Flensburg (ots) – „Ein Kreuzfahrtschiff macht so viel Emissionen wie 5 Mio. Pkws“. Mit dieser Nachricht schockierte der NABU mitten in der beschaulichen Weihnachtszeit und zum Jahreswechsel Verbraucher, Schifffahrts- und Tourismusindustrie in gleichem Maße. Die Thesen waren derart offensichtlich falsch, einseitig und monokausal, dass sich das Maritime Zentrum der Fachhochhochschule Flensburg aus wissenschaftlicher Verpflichtung heraus genötigt sah hinter den Lobbyinteressen nach der Wahrheit zu suchen.
Waren es zunächst sachliche technische Bedenken, ganzheitliche Betrachtungen zu den Marktrealitäten und Erörterungen zu den (nichtbeabsichtigten) Nebeneffekten der NABU-Forderungen, so zeigte sich schnell, dass vom NABU eher eine Kampagne als eine fundierte sachliche Analyse und Bewertung beabsichtigt war.

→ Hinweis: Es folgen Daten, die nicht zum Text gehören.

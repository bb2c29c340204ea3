//! # Scribe Core Plugin System
//!
//! Loads plugin units, activates them so they can contribute extensions, and
//! tears them down again.
//!
//! ## Key Submodules and Responsibilities:
//!
//! - **[`traits`]**: the [`Plugin`] trait and its [`PluginInfo`] metadata.
//! - **[`context`]**: [`PluginContext`], the capability object a plugin
//!   registers through. Every registration carries the plugin's id so it can
//!   be removed on deactivation.
//! - **[`source`]**: [`PluginSource`], the discovery collaborator, and
//!   [`StaticPluginSource`] for plugins linked into the host.
//! - **[`state`]**: [`PluginState`] and [`PluginStatus`].
//! - **[`manager`]**: the [`PluginManager`] interface and
//!   [`DefaultPluginManager`], which runs plugin hooks on blocking workers and
//!   isolates one plugin's failure from the rest.
//! - **[`error`]**: [`PluginSystemError`](error::PluginSystemError) and
//!   [`PluginError`](error::PluginError).
pub mod context;
pub mod error;
pub mod manager;
pub mod source;
pub mod state;
pub mod traits;

pub use context::PluginContext;
pub use error::{PluginError, PluginSystemError};
pub use manager::{ActivationReport, DefaultPluginManager, LoadReport, PluginManager};
pub use source::{PluginSource, StaticPluginSource};
pub use state::{PluginState, PluginStatus};
pub use traits::{Plugin, PluginInfo};
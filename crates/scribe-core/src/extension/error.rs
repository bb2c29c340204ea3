//! # Scribe Core Extension Errors
//!
//! Errors raised by the extension registries. Lookup misses are not errors:
//! registries return `Option` for advisory lookups and only use
//! [`ExtensionError::NotFound`] where the caller asserted presence, such as
//! unregistering.
use thiserror::Error;

#[derive(Debug, Clone, PartialEq, Eq, Error)]
pub enum ExtensionError {
    #[error("Duplicate {kind} registration '{id}' by '{owner}': already registered by '{existing_owner}'")]
    DuplicateRegistration {
        kind: &'static str,
        id: String,
        owner: String,
        existing_owner: String,
    },

    #[error("'{owner}' cannot unregister {kind} '{id}' owned by '{actual_owner}'")]
    NotOwner {
        kind: &'static str,
        id: String,
        owner: String,
        actual_owner: String,
    },

    #[error("No {kind} registered with id '{id}'")]
    NotFound { kind: &'static str, id: String },

    #[error("Failed to construct view '{label}': {message}")]
    ViewConstruction { label: String, message: String },
}
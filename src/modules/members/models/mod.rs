mod member;

pub use member::{Member, MemberRequest, UpdateMember};
pub mod error;
pub mod traits;

pub use error::{AppError, Result};
pub use traits::{Relations, Repository};
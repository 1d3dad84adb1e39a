use crate::core::{AppError, Result};
use std::env;
use std::str::FromStr;

pub mod database;
pub mod server;

pub use database::DatabaseConfig;
pub use server::ServerConfig;

/// Main application configuration
#[derive(Debug, Clone)]
pub struct Config {
    pub app: AppConfig,
    /// `None` runs the service on the in-memory store
    pub database: Option<DatabaseConfig>,
    pub server: ServerConfig,
    pub security: SecurityConfig,
}

#[derive(Debug, Clone)]
pub struct AppConfig {
    pub env: String,
    pub log_level: String,
    pub log_format: LogFormat,
}

impl AppConfig {
    pub fn is_development(&self) -> bool {
        self.env == "development"
    }
}

#[derive(Debug, Clone, Copy, PartialEq, Eq)]
pub enum LogFormat {
    Pretty,
    Json,
}

impl FromStr for LogFormat {
    type Err = AppError;

    fn from_str(s: &str) -> Result<Self> {
        match s.to_ascii_lowercase().as_str() {
            "pretty" | "text" => Ok(LogFormat::Pretty),
            "json" => Ok(LogFormat::Json),
            other => Err(AppError::Configuration(format!(
                "Invalid LOG_FORMAT '{}'",
                other
            ))),
        }
    }
}

#[derive(Debug, Clone)]
pub struct SecurityConfig {
    pub rate_limit_per_minute: u32,
    /// Empty means permissive CORS in development, same-origin otherwise
    pub cors_allowed_origins: Vec<String>,
}

impl Config {
    /// Load configuration from environment variables
    pub fn from_env() -> Result<Self> {
        // Load .env file if present
        dotenvy::dotenv().ok();

        let config = Config {
            app: AppConfig {
                env: env::var("APP_ENV").unwrap_or_else(|_| "development".to_string()),
                log_level: env::var("LOG_LEVEL").unwrap_or_else(|_| "info".to_string()),
                log_format: env::var("LOG_FORMAT")
                    .unwrap_or_else(|_| "pretty".to_string())
                    .parse()?,
            },
            database: DatabaseConfig::from_env()?,
            server: ServerConfig::from_env()?,
            security: SecurityConfig {
                rate_limit_per_minute: parse_var("RATE_LIMIT_PER_MINUTE", 600)?,
                cors_allowed_origins: env::var("CORS_ALLOWED_ORIGINS")
                    .map(|origins| split_list(&origins))
                    .unwrap_or_default(),
            },
        };

        Ok(config)
    }

    /// Validate configuration
    pub fn validate(&self) -> Result<()> {
        if self.server.port == 0 {
            return Err(AppError::Configuration(
                "Server port must be greater than 0".to_string(),
            ));
        }

        if self.security.rate_limit_per_minute == 0 {
            return Err(AppError::Configuration(
                "Rate limit must be greater than 0".to_string(),
            ));
        }

        if let Some(database) = &self.database {
            database.validate()?;
        }

        Ok(())
    }
}

/// Parse an environment variable, falling back to `default` when unset
pub(crate) fn parse_var<T: FromStr>(name: &str, default: T) -> Result<T> {
    match env::var(name) {
        Ok(raw) => raw
            .trim()
            .parse()
            .map_err(|_| AppError::Configuration(format!("Invalid {}", name))),
        Err(_) => Ok(default),
    }
}

fn split_list(raw: &str) -> Vec<String> {
    raw.split(',')
        .map(str::trim)
        .filter(|s| !s.is_empty())
        .map(str::to_string)
        .collect()
}
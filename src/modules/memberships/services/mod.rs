pub mod membership_service;

pub use membership_service::MembershipService;
// Members module

pub mod controllers;
pub mod models;
pub mod repositories;
pub mod services;

pub use models::{Member, MemberRequest, UpdateMember};
pub use repositories::{InMemoryMemberRepository, MemberRepository, MySqlMemberRepository};
pub use services::{is_permitted_email, MemberService};
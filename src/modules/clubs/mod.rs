// Clubs module

pub mod controllers;
pub mod models;
pub mod repositories;
pub mod services;

pub use models::{Club, ClubRequest, UpdateClub};
pub use repositories::{ClubRepository, InMemoryClubRepository, MySqlClubRepository};
pub use services::{is_valid_club_name, ClubService};
use std::sync::Arc;

use actix_web::{web, HttpResponse};

use crate::core::error::AppError;
use crate::modules::clubs::models::ClubRequest;
use crate::modules::clubs::services::ClubService;

/// List all clubs with their members
/// GET /clubs
pub async fn list_clubs(service: web::Data<Arc<ClubService>>) -> Result<HttpResponse, AppError> {
    let clubs = service.list_all().await?;
    Ok(HttpResponse::Ok().json(clubs))
}

/// Get club by ID
/// GET /clubs/{club_id}
pub async fn get_club(
    service: web::Data<Arc<ClubService>>,
    path: web::Path<String>,
) -> Result<HttpResponse, AppError> {
    let club = service.get_by_id(&path.into_inner()).await?;
    Ok(HttpResponse::Ok().json(club))
}

/// Create a new club
/// POST /clubs
pub async fn create_club(
    service: web::Data<Arc<ClubService>>,
    request: web::Json<ClubRequest>,
) -> Result<HttpResponse, AppError> {
    let request = request.into_inner();
    request.validate()?;

    let club = service.create(request.into_club()).await?;
    Ok(HttpResponse::Created().json(club))
}

/// Update a club
/// PUT /clubs/{club_id}
pub async fn update_club(
    service: web::Data<Arc<ClubService>>,
    path: web::Path<String>,
    request: web::Json<ClubRequest>,
) -> Result<HttpResponse, AppError> {
    let request = request.into_inner();
    request.validate()?;

    let club = service
        .update(&path.into_inner(), request.into_update())
        .await?;
    Ok(HttpResponse::Ok().json(club))
}

/// Delete a club
/// DELETE /clubs/{club_id}
pub async fn delete_club(
    service: web::Data<Arc<ClubService>>,
    path: web::Path<String>,
) -> Result<HttpResponse, AppError> {
    service.delete(&path.into_inner()).await?;
    Ok(HttpResponse::NoContent().finish())
}

/// Configure club routes
pub fn configure(cfg: &mut web::ServiceConfig) {
    cfg.service(
        web::resource("/clubs")
            .route(web::get().to(list_clubs))
            .route(web::post().to(create_club)),
    )
    .service(
        web::resource("/clubs/{club_id}")
            .route(web::get().to(get_club))
            .route(web::put().to(update_club))
            .route(web::delete().to(delete_club)),
    );
}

So ist es allgemein anerkannter Standard, dass Emissionswerte der unterschiedlichen Transportsysteme unter der Berücksichtigung der Transportleistung z.B. in „kg/Tonnen km“ oder „kg/kWh und Pers.“ erfolgen muss. Dies lehnte jedoch Dietmar Oeliger, Leiter Verkehrspolitik bei der NABU Bundesgeschäftsstelle, rigoros ab. Es ginge um eine Kampagne, eine sachliche Argumentation für breite Bevölkerungsschichten sei nicht zielführend und möglich, sagte er gegenüber nachfragenden Medienvertretern der FAZ und Wissenschaftlern der FH Flensburg.
Nun wurde pünktlich zum Osterfest nachgelegt und ein Zahlenwerk vorgelegt: Eine Nachrechnung durch das Maritime Zentrum der Fachhochschule Flensburg zeigte jedoch, dass der NABU ein Kreuzfahrtschiff mit einem parkenden Pkw vergleicht! „Wir waren schon sehr erstaunt, dass der NABU mit einem Pkw-Kraftstoffverbrauch von 2 kg/Tag gerechnet hat und die gesamte Presse dies kritiklos und ohne Nachrechnung übernimmt“, so Prof. Dr.-Ing. Holger Watter, Experte für nachhaltige Energiesysteme und Schiffsbetriebstechnik an der FH Flensburg. Legt man einen Verbrauch von 6 Ltr/100 km für einen Pkw zugrunde, so entspricht dies einer Fahrzeit von ca. 20 bis 30 Minuten. Alle Emissionsfaktoren der NABU-Berechnung basieren auf dieser Annahme und dem Vergleich mit einem 24stündig operierenden Schiff mit z.B. 2600 Personen an Bord. Sie sind damit als rechensystematisch und fachlich falsch einzustufen. Die Nachberechnungen sind, wie es in der wissenschaftlichen „Community“ üblich ist, nun offen und transparent als Diskussionsbeitrag abgelegt unter http://www.fh-flensburg.de/mz/index.htm#presse .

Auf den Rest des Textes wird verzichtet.